---------- INPUT DATA

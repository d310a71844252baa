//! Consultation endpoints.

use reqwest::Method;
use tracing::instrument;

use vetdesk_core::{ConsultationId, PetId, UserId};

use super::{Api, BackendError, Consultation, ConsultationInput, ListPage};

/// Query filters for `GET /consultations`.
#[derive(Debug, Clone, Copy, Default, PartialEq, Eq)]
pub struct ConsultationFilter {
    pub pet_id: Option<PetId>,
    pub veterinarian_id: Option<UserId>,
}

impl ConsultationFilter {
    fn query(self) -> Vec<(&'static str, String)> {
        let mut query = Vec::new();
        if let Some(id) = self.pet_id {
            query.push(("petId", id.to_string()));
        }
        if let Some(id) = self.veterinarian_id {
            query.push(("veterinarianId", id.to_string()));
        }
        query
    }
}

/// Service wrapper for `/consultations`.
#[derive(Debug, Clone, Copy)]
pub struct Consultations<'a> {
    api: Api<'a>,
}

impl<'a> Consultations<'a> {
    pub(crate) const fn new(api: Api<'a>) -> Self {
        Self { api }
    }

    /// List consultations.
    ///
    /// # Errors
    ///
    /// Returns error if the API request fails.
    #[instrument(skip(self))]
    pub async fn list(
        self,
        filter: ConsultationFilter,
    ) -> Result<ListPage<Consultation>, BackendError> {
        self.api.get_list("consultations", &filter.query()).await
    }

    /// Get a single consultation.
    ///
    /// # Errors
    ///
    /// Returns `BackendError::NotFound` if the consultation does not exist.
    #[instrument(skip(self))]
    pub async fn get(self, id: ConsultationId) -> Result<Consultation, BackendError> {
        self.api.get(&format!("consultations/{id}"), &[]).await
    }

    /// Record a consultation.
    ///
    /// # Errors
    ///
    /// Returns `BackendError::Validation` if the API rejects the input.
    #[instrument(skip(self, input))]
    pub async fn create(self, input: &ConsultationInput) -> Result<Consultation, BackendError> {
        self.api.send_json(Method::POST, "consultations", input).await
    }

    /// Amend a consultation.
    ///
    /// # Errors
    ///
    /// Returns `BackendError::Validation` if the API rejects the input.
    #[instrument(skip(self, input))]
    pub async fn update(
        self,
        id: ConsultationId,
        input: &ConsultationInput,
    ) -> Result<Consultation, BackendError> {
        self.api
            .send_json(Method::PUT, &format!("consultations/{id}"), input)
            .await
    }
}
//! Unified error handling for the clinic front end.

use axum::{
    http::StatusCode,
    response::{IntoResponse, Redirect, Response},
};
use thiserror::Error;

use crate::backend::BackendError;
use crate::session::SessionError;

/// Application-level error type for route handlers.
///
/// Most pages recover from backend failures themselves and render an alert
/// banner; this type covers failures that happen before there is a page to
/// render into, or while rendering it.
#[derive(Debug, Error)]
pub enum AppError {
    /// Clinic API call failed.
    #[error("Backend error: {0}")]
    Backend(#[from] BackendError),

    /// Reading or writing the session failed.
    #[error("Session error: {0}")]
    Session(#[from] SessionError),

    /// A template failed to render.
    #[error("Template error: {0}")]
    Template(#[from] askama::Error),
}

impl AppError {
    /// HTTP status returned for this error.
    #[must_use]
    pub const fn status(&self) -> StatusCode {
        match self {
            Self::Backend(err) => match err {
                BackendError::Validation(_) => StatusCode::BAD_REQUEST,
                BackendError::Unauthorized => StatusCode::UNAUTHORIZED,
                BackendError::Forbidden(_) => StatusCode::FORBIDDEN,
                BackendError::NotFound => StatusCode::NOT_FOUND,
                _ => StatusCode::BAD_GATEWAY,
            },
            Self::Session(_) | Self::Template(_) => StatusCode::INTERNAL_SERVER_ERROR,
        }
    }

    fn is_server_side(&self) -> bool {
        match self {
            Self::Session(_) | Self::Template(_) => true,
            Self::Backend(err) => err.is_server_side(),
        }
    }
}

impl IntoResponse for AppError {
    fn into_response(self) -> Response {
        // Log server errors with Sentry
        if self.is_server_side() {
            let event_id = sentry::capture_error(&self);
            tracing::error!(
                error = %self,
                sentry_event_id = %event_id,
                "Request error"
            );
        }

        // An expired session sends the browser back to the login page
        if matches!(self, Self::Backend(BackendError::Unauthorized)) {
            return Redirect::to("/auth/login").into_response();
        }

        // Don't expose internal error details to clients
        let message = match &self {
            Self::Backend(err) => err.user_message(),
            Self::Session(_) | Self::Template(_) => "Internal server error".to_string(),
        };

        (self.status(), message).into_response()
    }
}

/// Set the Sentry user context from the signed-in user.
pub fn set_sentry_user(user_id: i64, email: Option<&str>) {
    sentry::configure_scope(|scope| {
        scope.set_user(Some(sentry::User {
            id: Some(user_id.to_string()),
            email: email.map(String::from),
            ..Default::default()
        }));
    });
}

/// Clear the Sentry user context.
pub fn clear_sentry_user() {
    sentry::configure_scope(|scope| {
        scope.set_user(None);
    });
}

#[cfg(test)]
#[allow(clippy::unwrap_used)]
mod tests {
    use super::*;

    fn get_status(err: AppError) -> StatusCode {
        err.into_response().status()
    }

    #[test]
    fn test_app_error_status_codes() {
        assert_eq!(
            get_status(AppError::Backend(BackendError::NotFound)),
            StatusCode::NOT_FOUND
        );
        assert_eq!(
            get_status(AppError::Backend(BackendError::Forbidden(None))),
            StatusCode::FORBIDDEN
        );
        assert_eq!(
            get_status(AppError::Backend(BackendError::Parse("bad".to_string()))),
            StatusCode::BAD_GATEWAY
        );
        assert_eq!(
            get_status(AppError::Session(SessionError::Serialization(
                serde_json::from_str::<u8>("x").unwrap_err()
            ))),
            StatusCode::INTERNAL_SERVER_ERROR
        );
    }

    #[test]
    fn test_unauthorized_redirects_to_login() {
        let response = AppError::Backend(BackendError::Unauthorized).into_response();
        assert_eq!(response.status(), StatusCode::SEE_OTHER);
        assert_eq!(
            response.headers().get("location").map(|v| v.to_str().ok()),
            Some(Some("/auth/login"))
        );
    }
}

--------------------

From the first line of the material above down to the line with "Query filters for", output each line exactly; include both of those lines and add no others.

RESPONSE AREA:
repository d310a71844252baa
//! Consultation endpoints.

use reqwest::Method;
use tracing::instrument;

use vetdesk_core::{ConsultationId, PetId, UserId};

use super::{Api, BackendError, Consultation, ConsultationInput, ListPage};

/// Query filters for `GET /consultations`.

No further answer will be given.